The latest piece of evidence comes in the form of inter-provincial population trends, or the number of people moving in and out of each province.
In 2013, the rest of the country (save Saskatchewan) witnessed an exodus of folks from their province of origin (see chart).
Where did they go? Virtually all to Alberta.
“A whopping 43,000 people flocked to Alberta last year,” BMO economist Robert Kavcic said in note published Thursday.
The surge in inter-provincial migration – the biggest in 23 years – bumped Alberta’s population up by 1.1 per cent, according to Kavcic.
The demographic contrast between Alberta and the rest of the country is stark, but closely mirrors what’s happening on the jobs fronts (see second chart below).
Underpinning all this growth is – surprise – the oil and gas sector. And in the oil patch, job prospects are getting even brighter.
The Conference Board of Canada said in a report Thursday the sector is now “at the start of a slow pivot away from investment-fuelled growth” toward “more stable, export-driven growth going forward.”
Translation: It appears Big Oil is about to ramp up shipments of energy exports, which will boost job growth as more hands are required to get the job done.
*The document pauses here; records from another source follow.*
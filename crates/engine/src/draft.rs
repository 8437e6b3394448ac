//! The booking being edited.
//!
//! `BookingDraft` is only mutated through the operations below so that the
//! `check_out > check_in` invariant holds after every single update.

use std::collections::BTreeSet;

use chrono::NaiveDate;

use crate::{Catalog, DateRangeError, EngineError, dates};

/// Whether an update touched the (glamp, check-in, check-out) triple that
/// availability is keyed on.
#[derive(Clone, Copy, Debug, PartialEq, Eq)]
pub enum Change {
    Triple,
    Other,
    None,
}

impl Change {
    pub fn touches_triple(self) -> bool {
        self == Change::Triple
    }
}

#[derive(Clone, Debug, Default, PartialEq, Eq)]
pub struct GuestContact {
    pub name: String,
    pub email: String,
    pub phone: String,
}

#[derive(Clone, Debug, PartialEq, Eq)]
pub struct BookingDraft {
    glamp_id: Option<String>,
    check_in: Option<NaiveDate>,
    check_out: Option<NaiveDate>,
    guests: u32,
    contact: GuestContact,
    special_requests: String,
    add_ons: BTreeSet<String>,
}

impl Default for BookingDraft {
    fn default() -> Self {
        Self {
            glamp_id: None,
            check_in: None,
            check_out: None,
            guests: 1,
            contact: GuestContact::default(),
            special_requests: String::new(),
            add_ons: BTreeSet::new(),
        }
    }
}

impl BookingDraft {
    pub fn glamp_id(&self) -> Option<&str> {
        self.glamp_id.as_deref()
    }

    pub fn check_in(&self) -> Option<NaiveDate> {
        self.check_in
    }

    pub fn check_out(&self) -> Option<NaiveDate> {
        self.check_out
    }

    pub fn guests(&self) -> u32 {
        self.guests
    }

    pub fn contact(&self) -> &GuestContact {
        &self.contact
    }

    pub fn special_requests(&self) -> &str {
        &self.special_requests
    }

    pub fn add_ons(&self) -> &BTreeSet<String> {
        &self.add_ons
    }

    /// Selects (or clears) the glamp and re-clamps guests to its capacity.
    pub fn select_glamp(
        &mut self,
        catalog: &Catalog,
        glamp_id: Option<&str>,
        default_max_guests: u32,
    ) -> Result<Change, EngineError> {
        if let Some(id) = glamp_id {
            catalog.require_glamp(id)?;
        }
        if self.glamp_id.as_deref() == glamp_id {
            return Ok(Change::None);
        }
        self.glamp_id = glamp_id.map(str::to_string);
        let max = self.max_guests(catalog, default_max_guests);
        self.guests = self.guests.clamp(1, max);
        Ok(Change::Triple)
    }

    /// Moves check-in, pushing check-out forward when it would no longer be
    /// after the new check-in. Refused, leaving the draft untouched, when
    /// check-out cannot be pushed past it.
    pub fn set_check_in(
        &mut self,
        check_in: Option<NaiveDate>,
    ) -> Result<Change, DateRangeError> {
        let check_out = match check_in {
            Some(date) => dates::adjusted_check_out(date, self.check_out)?,
            None => self.check_out,
        };
        if self.check_in == check_in && self.check_out == check_out {
            return Ok(Change::None);
        }
        self.check_in = check_in;
        self.check_out = check_out;
        Ok(Change::Triple)
    }

    /// Moves check-out; a date on or before the current check-in is refused
    /// and the draft is left untouched.
    pub fn set_check_out(
        &mut self,
        check_out: Option<NaiveDate>,
    ) -> Result<Change, DateRangeError> {
        if let (Some(check_in), Some(date)) = (self.check_in, check_out)
            && date <= check_in
        {
            return Err(DateRangeError::CheckOutNotAfterCheckIn);
        }
        if self.check_out == check_out {
            return Ok(Change::None);
        }
        self.check_out = check_out;
        Ok(Change::Triple)
    }

    /// Stores the requested guest count clamped to `[1, max]` and returns
    /// the value actually kept.
    pub fn set_guests(
        &mut self,
        requested: i64,
        catalog: &Catalog,
        default_max_guests: u32,
    ) -> u32 {
        let max = self.max_guests(catalog, default_max_guests);
        let clamped = requested.clamp(1, i64::from(max));
        self.guests = u32::try_from(clamped).unwrap_or(1);
        self.guests
    }

    pub fn set_customer_name(&mut self, name: &str) -> Change {
        replace(&mut self.contact.name, name)
    }

    pub fn set_customer_email(&mut self, email: &str) -> Change {
        replace(&mut self.contact.email, email)
    }

    pub fn set_customer_phone(&mut self, phone: &str) -> Change {
        replace(&mut self.contact.phone, phone)
    }

    pub fn set_special_requests(&mut self, requests: &str) -> Change {
        replace(&mut self.special_requests, requests)
    }

    /// Flips an add-on in or out of the selection. Returns whether it is now
    /// selected.
    pub fn toggle_add_on(
        &mut self,
        catalog: &Catalog,
        add_on_id: &str,
    ) -> Result<bool, EngineError> {
        catalog.require_add_on(add_on_id)?;
        if self.add_ons.remove(add_on_id) {
            return Ok(false);
        }
        self.add_ons.insert(add_on_id.to_string());
        Ok(true)
    }

    /// Upper guest bound: the selected glamp's capacity, or the configured
    /// default while no glamp (or no capacity) is known.
    pub fn max_guests(&self, catalog: &Catalog, default_max_guests: u32) -> u32 {
        self.glamp_id
            .as_deref()
            .and_then(|id| catalog.glamp(id))
            .and_then(|glamp| glamp.capacity)
            .unwrap_or(default_max_guests)
            .max(1)
    }
}

fn replace(field: &mut String, value: &str) -> Change {
    if field == value {
        return Change::None;
    }
    value.clone_into(field);
    Change::Other
}
use std::sync::Arc;

use client::BookingApi;
use engine::{AddOn, AvailabilityResult, Catalog, SubmissionOutcome};

use crate::{
    config::{BookArgs, Command, StayArgs},
    controller::{BookingForm, FormSettings},
    error::Result,
    notifier::{Notifier, ToastLevel},
};

/// Runs one CLI command. `Ok(false)` means the command ran but the booking
/// or check did not go through.
pub async fn run<A, N>(
    api: Arc<A>,
    notifier: N,
    command: &Command,
    settings: FormSettings,
    add_ons: Vec<AddOn>,
) -> Result<bool>
where
    A: BookingApi + 'static,
    N: Notifier,
{
    match command {
        Command::Catalog => {
            let catalog = Catalog::new(api.list_glamps().await?, add_ons);
            print_catalog(&catalog, settings.default_max_guests);
            Ok(true)
        }
        Command::Check(stay) => {
            let catalog = Catalog::new(api.list_glamps().await?, add_ons);
            let mut form = BookingForm::new(api, catalog, notifier, settings);
            fill_stay(&mut form, stay)?;
            form.settle().await;
            Ok(report_availability(&form))
        }
        Command::Book(book) => {
            let catalog = Catalog::new(api.list_glamps().await?, add_ons);
            let mut form = BookingForm::new(api, catalog, notifier, settings);
            book_stay(&mut form, book).await
        }
    }
}

fn print_catalog(catalog: &Catalog, default_max_guests: u32) {
    for glamp in catalog.glamps() {
        let capacity = glamp.capacity.unwrap_or(default_max_guests);
        println!(
            "{:<16} {:<28} {:>10}/night  up to {capacity} guests",
            glamp.id, glamp.name, glamp.price_per_night
        );
    }
    if !catalog.add_ons().is_empty() {
        println!();
        for add_on in catalog.add_ons() {
            println!("{:<16} {:<28} {:>10}", add_on.id, add_on.name, add_on.price);
        }
    }
}

fn fill_stay<A, N>(form: &mut BookingForm<A, N>, stay: &StayArgs) -> Result<()>
where
    A: BookingApi + 'static,
    N: Notifier,
{
    form.select_glamp(Some(&stay.glamp))?;
    form.set_check_in(Some(stay.check_in))?;
    form.set_check_out(Some(stay.check_out))?;
    if let Some(err) = form.date_error() {
        return Err(engine::EngineError::from(err).into());
    }
    Ok(())
}

fn report_availability<A, N>(form: &BookingForm<A, N>) -> bool
where
    A: BookingApi + 'static,
    N: Notifier,
{
    let available = matches!(form.availability(), AvailabilityResult::Available);
    if available {
        let price = form.price();
        println!("available: {} nights, {}", price.nights, price.total);
    }
    available
}

async fn book_stay<A, N>(form: &mut BookingForm<A, N>, book: &BookArgs) -> Result<bool>
where
    A: BookingApi + 'static,
    N: Notifier,
{
    fill_stay(form, &book.stay)?;
    form.set_guests(book.guests)?;
    form.set_customer_name(&book.name)?;
    form.set_customer_email(&book.email)?;
    form.set_customer_phone(&book.phone)?;
    if let Some(requests) = &book.requests {
        form.set_special_requests(requests)?;
    }
    for add_on in &book.add_ons {
        form.toggle_add_on(add_on)?;
    }

    form.settle().await;
    let price = form.price();
    let outcome = form.submit().await?;
    if outcome.is_success() {
        println!("total charged: {} ({} nights)", price.total, price.nights);
    } else if let SubmissionOutcome::ValidationError(errors) = &outcome {
        for (field, message) in errors.iter() {
            eprintln!("  {field}: {message}");
        }
    }
    Ok(outcome.is_success())
}

/// Reports a failure that stopped a command before any outcome existed.
pub fn report_error<N: Notifier>(notifier: &N, err: &crate::error::AppError) {
    notifier.notify(ToastLevel::Error, &err.to_string());
}
//! Lifecycle of a booking form.

#[derive(Clone, Copy, Debug, Default, PartialEq, Eq)]
pub enum FormPhase {
    #[default]
    Editing,
    CheckingAvailability,
    ReadyToSubmit,
    Submitting,
    Submitted,
    Failed,
}

#[derive(Clone, Copy, Debug, PartialEq, Eq)]
pub enum PhaseEvent {
    /// Glamp or a date changed.
    TripleEdited,
    /// The debounce window elapsed and a request went out.
    CheckStarted,
    /// The latest check came back available.
    Confirmed,
    /// The latest check came back unavailable.
    Refused,
    /// The latest check was rejected or failed; dates remain unconfirmed.
    Inconclusive,
    SubmitStarted,
    SubmitSucceeded,
    SubmitFailed,
}

impl FormPhase {
    pub fn next(self, event: PhaseEvent) -> FormPhase {
        use FormPhase::*;
        use PhaseEvent::*;

        match (self, event) {
            (Submitted, _) => Submitted,
            (Submitting, SubmitSucceeded) => Submitted,
            (Submitting, SubmitFailed) => Failed,
            (Submitting, _) => Submitting,

            (_, TripleEdited) => Editing,
            (Editing, CheckStarted) => CheckingAvailability,
            (CheckingAvailability, Confirmed | Inconclusive) => ReadyToSubmit,
            (CheckingAvailability, Refused) => Editing,
            (_, SubmitStarted) => Submitting,
            (_, SubmitFailed) => Failed,
            (phase, _) => phase,
        }
    }

    /// Edits are refused while a submission is in flight or done.
    pub fn accepts_edits(self) -> bool {
        !matches!(self, FormPhase::Submitting | FormPhase::Submitted)
    }
}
One drag on this sunny outlook is the lack of infrastructure. Limited pipeline development poses a “significant downside risk” to the outlook, the Conference Board says.
But the board nevertheless expects the province to generate nearly 47,000 net new jobs which will push the province’s unemployment rate down to 4.4 per cent by the end of the year.
INFOGRAPHIC: February’s ‘disappointing’ jobs report
The national unemployement rate, meanwhile, is stuck at 7.0 per cent. In B.C., it’s 6.4 per cent, and in Ontario and Quebec, the rate is 7.8 and 8.7 per cent, respectively.
The population shift serves to underscore the “starkly different labour market conditions in different areas of the country,” BMO’s Kavcic said.
Inter-provincial migration patterns look an awful lot like job growth trends in Alberta, and elsewhere (chart above, BMO).